Wouldn't any other n points uniquely identify this polynomial AND be much simpler?
No to both. 1) There's no guarantee that n arbitrary points would work and 2) it wouldn't be simpler. Turn the question around: why do you object to the roots of unity?
The chief applicative reasons are
- Waves become monomials.
- Product on the time space is convolution on the phase space and vice versa (so you can multiply two polynomials of degree n in O(n log n) ).
- Derivative on the time space is product by x on the phase space and vice versa.
You'd have none of these with random points - intuitively speaking, because they do not form a group. There are many more theoretical reasons (and also a few more applicative ones)

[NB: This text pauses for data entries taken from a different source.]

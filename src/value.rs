use std::fmt;
use std::rc::Rc;

use indexmap::IndexMap;

use crate::ast::Expression;
use crate::module::ModuleId;

/// Insertion-ordered name → value table: mapping values and export
/// namespaces alike.
pub type Namespace = IndexMap<String, Value>;

#[derive(Clone)]
pub enum Value {
    Null,
    Bool(bool),
    Int(i64),
    Float(f64),
    Text(String),
    Sequence(Vec<Value>),
    /// Shared, so passing an export namespace around does not copy it.
    Mapping(Rc<Namespace>),
    Function(Rc<FunctionValue>),
}

/// A user-defined function. The body closes over the namespace of the
/// document that defined it, referenced by module id.
pub struct FunctionValue {
    pub name: String,
    pub params: Vec<String>,
    pub body: Expression,
    /// Body text as written, for error locations.
    pub source: String,
    pub module: ModuleId,
}

impl Value {
    pub fn type_name(&self) -> &'static str {
        match self {
            Value::Null => "null",
            Value::Bool(_) => "bool",
            Value::Int(_) => "int",
            Value::Float(_) => "float",
            Value::Text(_) => "text",
            Value::Sequence(_) => "sequence",
            Value::Mapping(_) => "mapping",
            Value::Function(_) => "function",
        }
    }

    pub fn as_number(&self) -> Option<f64> {
        match self {
            Value::Int(n) => Some(*n as f64),
            Value::Float(n) => Some(*n),
            _ => None,
        }
    }
}

impl fmt::Debug for Value {
    fn fmt(&self, f: &mut fmt::Formatter<'_>) -> fmt::Result {
        match self {
            Value::Null => write!(f, "null"),
            Value::Bool(b) => write!(f, "{}", b),
            Value::Int(n) => write!(f, "{}", n),
            Value::Float(n) => write!(f, "{:?}", n),
            Value::Text(s) => write!(f, "{:?}", s),
            Value::Sequence(values) => f.debug_list().entries(values).finish(),
            Value::Mapping(fields) => f.debug_map().entries(fields.iter()).finish(),
            Value::Function(func) => write!(f, "<fn {}({})>", func.name, func.params.join(", ")),
        }
    }
}

/// Structural equality. Functions compare by identity; `Int` and `Float`
/// never compare equal to each other, so `2` and `2.0` stay distinguishable.
impl PartialEq for Value {
    fn eq(&self, other: &Self) -> bool {
        match (self, other) {
            (Value::Null, Value::Null) => true,
            (Value::Bool(l), Value::Bool(r)) => l == r,
            (Value::Int(l), Value::Int(r)) => l == r,
            (Value::Float(l), Value::Float(r)) => l == r,
            (Value::Text(l), Value::Text(r)) => l == r,
            (Value::Sequence(l), Value::Sequence(r)) => l == r,
            (Value::Mapping(l), Value::Mapping(r)) => l == r,
            (Value::Function(l), Value::Function(r)) => Rc::ptr_eq(l, r),
            _ => false,
        }
    }
}

impl fmt::Debug for FunctionValue {
    fn fmt(&self, f: &mut fmt::Formatter<'_>) -> fmt::Result {
        f.debug_struct("FunctionValue")
            .field("name", &self.name)
            .field("params", &self.params)
            .field("source", &self.source)
            .field("module", &self.module)
            .finish()
    }
}
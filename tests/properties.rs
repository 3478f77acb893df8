use std::path::Path;

use indexmap::IndexMap;
use proptest::prelude::*;
use yamlet::{evaluate_tree, MemoryReader, Node, Options};

/// Text that is never an expression scalar: no leading `(`.
fn plain_text() -> impl Strategy<Value = String> {
    "[a-z0-9 +*/.-]{0,12}".prop_filter("looks like an expression", |s| {
        !s.trim_start().starts_with('(')
    })
}

fn plain_node() -> impl Strategy<Value = Node> {
    let leaf = prop_oneof![
        Just(Node::Null),
        any::<bool>().prop_map(Node::Bool),
        any::<i64>().prop_map(Node::Int),
        (-1.0e6f64..1.0e6).prop_map(Node::Float),
        plain_text().prop_map(Node::Text),
    ];
    leaf.prop_recursive(3, 24, 4, |inner| {
        prop_oneof![
            prop::collection::vec(inner.clone(), 0..4).prop_map(Node::Sequence),
            prop::collection::vec(("[a-z]{1,6}", inner), 0..4).prop_map(|entries| {
                Node::Mapping(entries.into_iter().collect::<IndexMap<_, _>>())
            }),
        ]
    })
}

fn evaluate_result(result: Node) -> Node {
    let mut root = IndexMap::new();
    root.insert("result".to_string(), result);
    evaluate_tree(
        &MemoryReader::new(),
        Path::new("prop.yaml"),
        Node::Mapping(root),
        &Options::default(),
    )
    .expect("plain data evaluates")
}

fn evaluate_expression(source: &str) -> Node {
    evaluate_result(Node::text(format!("({})", source)))
}

proptest! {
    #[test]
    fn plain_data_is_copied_unchanged(node in plain_node()) {
        prop_assert_eq!(evaluate_result(node.clone()), node);
    }

    #[test]
    fn integer_arithmetic_matches_rust(a in -10_000i64..10_000, b in -10_000i64..10_000, c in 1i64..100) {
        // Literals are non-negative, so negative operands go in as `0 - n`.
        let lit = |n: i64| if n < 0 { format!("(0 - {})", -n) } else { n.to_string() };
        let source = format!("{} + {} * {} - {}", lit(a), lit(b), c, lit(a));
        prop_assert_eq!(evaluate_expression(&source), Node::Int(a + b * c - a));
    }

    #[test]
    fn division_yields_float(a in 0i64..10_000, b in 1i64..10_000) {
        let source = format!("{} / {}", a, b);
        prop_assert_eq!(evaluate_expression(&source), Node::Float(a as f64 / b as f64));
    }
}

No, not really. It's got nothing to do with polynomials. It's about decomposing a vector (the initial sequence of numbers) into a different basis. It's just that this basis has a series of very useful properties:
(1) It's orthogonal -- the vectors don't mix, and determining the transformation back to the original basis is exceedingly simple.
(2) The Fourier basis vectors are eigenvectors of the shift (or circular shift, for the discrete case) operation -- a Fourier basis function, after shifting the vector indices, is still the same function (times a number). That's what makes convolutions and the solution of a large class of differential equations very simple in Fourier space.
(3) And finally, the entries are roots of unity -- this gives raise to the FFT, one of the most elegant algorithms ever discovered, reducing the N^2 operations required for a change of basis to N log N.